▸ Problem details: Every line with the string "first" should be copied from the data.

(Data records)
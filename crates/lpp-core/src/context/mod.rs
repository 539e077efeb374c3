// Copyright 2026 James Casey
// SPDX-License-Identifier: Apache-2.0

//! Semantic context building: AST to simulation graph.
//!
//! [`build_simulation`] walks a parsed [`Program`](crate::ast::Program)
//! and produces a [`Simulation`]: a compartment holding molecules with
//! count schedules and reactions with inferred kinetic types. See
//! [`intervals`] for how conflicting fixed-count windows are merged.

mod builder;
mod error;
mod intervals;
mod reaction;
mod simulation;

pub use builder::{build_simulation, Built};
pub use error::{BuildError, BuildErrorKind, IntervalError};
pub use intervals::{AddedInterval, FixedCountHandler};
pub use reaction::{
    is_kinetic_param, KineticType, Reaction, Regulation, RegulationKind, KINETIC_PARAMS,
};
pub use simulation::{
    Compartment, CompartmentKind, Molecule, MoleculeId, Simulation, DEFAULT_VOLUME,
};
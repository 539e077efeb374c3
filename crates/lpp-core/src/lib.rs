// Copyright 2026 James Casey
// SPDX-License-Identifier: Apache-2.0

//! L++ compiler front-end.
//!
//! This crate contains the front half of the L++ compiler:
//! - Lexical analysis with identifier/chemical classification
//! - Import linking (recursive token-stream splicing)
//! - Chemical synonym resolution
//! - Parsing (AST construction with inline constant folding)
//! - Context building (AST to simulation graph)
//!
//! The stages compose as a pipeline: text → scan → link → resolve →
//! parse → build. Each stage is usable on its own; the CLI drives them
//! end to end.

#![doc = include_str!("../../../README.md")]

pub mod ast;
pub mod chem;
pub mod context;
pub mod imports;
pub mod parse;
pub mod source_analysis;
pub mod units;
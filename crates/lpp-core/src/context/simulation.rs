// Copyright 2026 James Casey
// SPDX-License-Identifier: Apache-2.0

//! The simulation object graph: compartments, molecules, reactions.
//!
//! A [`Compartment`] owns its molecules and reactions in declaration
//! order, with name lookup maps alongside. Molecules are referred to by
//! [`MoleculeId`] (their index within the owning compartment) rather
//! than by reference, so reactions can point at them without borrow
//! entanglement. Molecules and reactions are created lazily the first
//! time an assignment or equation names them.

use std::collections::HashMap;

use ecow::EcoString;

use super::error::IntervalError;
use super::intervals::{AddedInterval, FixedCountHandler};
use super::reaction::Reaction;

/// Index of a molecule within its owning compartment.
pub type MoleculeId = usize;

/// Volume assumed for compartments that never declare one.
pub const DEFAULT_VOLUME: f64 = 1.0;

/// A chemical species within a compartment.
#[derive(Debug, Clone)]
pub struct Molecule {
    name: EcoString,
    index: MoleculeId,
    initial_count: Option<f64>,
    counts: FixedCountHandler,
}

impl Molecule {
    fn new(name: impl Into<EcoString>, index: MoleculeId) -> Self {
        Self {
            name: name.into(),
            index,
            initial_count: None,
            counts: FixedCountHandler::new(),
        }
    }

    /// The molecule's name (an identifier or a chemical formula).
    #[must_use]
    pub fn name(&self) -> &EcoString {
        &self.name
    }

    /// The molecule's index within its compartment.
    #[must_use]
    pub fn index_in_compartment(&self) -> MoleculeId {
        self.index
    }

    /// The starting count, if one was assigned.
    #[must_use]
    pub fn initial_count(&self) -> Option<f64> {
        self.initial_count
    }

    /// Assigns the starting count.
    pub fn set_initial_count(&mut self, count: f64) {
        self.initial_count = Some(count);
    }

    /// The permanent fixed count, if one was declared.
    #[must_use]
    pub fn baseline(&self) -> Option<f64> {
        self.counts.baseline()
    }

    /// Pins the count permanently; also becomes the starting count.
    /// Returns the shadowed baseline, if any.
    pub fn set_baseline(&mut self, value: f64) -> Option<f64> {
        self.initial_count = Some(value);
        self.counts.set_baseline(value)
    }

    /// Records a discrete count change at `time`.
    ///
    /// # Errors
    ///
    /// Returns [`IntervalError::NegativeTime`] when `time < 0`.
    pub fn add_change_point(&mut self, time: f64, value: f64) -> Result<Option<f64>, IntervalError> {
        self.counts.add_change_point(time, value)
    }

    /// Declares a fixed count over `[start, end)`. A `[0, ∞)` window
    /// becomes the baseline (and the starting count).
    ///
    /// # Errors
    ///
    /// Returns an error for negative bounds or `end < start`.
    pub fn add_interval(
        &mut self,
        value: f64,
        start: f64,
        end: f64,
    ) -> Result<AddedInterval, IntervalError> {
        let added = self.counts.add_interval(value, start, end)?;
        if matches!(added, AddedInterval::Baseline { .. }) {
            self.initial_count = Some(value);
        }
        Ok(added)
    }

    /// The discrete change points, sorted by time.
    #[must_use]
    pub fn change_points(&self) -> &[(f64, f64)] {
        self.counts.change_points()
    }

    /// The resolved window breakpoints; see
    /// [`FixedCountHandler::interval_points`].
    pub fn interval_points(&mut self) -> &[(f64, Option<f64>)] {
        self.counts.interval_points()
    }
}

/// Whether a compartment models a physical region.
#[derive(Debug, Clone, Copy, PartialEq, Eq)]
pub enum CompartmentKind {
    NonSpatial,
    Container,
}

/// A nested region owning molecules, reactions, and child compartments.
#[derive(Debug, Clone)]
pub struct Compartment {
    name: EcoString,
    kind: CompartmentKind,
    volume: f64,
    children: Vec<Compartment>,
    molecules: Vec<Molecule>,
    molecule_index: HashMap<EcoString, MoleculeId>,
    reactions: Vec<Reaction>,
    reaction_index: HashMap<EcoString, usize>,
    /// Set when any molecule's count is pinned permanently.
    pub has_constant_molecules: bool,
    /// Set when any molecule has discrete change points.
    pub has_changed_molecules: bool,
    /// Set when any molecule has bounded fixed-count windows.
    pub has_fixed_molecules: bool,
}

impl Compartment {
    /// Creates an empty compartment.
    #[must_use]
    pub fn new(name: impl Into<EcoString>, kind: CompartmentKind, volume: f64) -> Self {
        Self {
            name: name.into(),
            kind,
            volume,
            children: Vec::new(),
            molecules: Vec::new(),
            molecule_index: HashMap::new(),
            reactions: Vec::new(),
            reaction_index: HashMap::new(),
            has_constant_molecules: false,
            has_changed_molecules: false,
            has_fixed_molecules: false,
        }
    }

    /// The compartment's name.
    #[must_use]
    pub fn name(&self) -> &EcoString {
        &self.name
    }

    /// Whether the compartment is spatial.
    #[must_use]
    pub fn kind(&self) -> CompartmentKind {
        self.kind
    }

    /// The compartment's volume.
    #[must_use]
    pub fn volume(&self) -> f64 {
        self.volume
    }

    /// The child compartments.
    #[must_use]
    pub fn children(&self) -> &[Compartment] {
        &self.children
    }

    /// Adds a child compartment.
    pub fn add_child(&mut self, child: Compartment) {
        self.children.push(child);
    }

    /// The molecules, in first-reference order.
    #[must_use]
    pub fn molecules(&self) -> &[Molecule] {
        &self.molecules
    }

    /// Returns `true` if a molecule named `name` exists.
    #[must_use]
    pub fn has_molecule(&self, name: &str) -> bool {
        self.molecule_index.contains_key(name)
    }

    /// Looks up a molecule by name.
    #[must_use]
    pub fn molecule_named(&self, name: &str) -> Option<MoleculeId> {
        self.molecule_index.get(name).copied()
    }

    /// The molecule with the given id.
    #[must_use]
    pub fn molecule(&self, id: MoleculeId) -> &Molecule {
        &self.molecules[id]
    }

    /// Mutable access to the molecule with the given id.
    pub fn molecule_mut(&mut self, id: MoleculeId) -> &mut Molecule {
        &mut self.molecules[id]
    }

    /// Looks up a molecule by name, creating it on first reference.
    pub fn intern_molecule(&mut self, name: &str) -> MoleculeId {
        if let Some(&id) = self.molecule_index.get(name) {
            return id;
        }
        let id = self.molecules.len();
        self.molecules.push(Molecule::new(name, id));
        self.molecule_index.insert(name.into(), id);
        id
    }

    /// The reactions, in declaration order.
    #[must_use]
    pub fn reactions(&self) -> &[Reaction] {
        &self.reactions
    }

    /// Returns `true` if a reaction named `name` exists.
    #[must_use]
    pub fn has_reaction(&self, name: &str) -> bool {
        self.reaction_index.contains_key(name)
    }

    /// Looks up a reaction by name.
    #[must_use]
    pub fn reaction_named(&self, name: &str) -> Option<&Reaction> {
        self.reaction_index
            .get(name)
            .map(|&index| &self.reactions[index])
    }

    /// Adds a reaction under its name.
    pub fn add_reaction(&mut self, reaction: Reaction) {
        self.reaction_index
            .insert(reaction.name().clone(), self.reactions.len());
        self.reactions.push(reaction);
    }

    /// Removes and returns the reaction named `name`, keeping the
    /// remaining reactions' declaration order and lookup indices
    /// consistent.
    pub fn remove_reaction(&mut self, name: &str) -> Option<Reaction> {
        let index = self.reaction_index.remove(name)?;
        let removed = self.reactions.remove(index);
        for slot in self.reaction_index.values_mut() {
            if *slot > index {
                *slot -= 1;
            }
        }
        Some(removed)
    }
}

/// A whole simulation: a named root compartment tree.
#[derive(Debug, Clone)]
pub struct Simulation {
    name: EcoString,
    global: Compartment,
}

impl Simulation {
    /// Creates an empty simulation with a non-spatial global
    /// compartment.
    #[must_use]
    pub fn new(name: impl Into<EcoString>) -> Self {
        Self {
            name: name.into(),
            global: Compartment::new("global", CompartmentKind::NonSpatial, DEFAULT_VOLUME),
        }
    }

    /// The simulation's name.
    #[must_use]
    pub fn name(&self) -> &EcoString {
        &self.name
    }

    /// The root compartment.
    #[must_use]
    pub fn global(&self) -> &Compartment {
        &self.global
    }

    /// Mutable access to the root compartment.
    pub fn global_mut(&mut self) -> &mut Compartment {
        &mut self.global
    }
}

▸ Problem solution:
//! entanglement. Molecules and reactions are created lazily the first
    /// The molecules, in first-reference order.
    /// Looks up a molecule by name, creating it on first reference.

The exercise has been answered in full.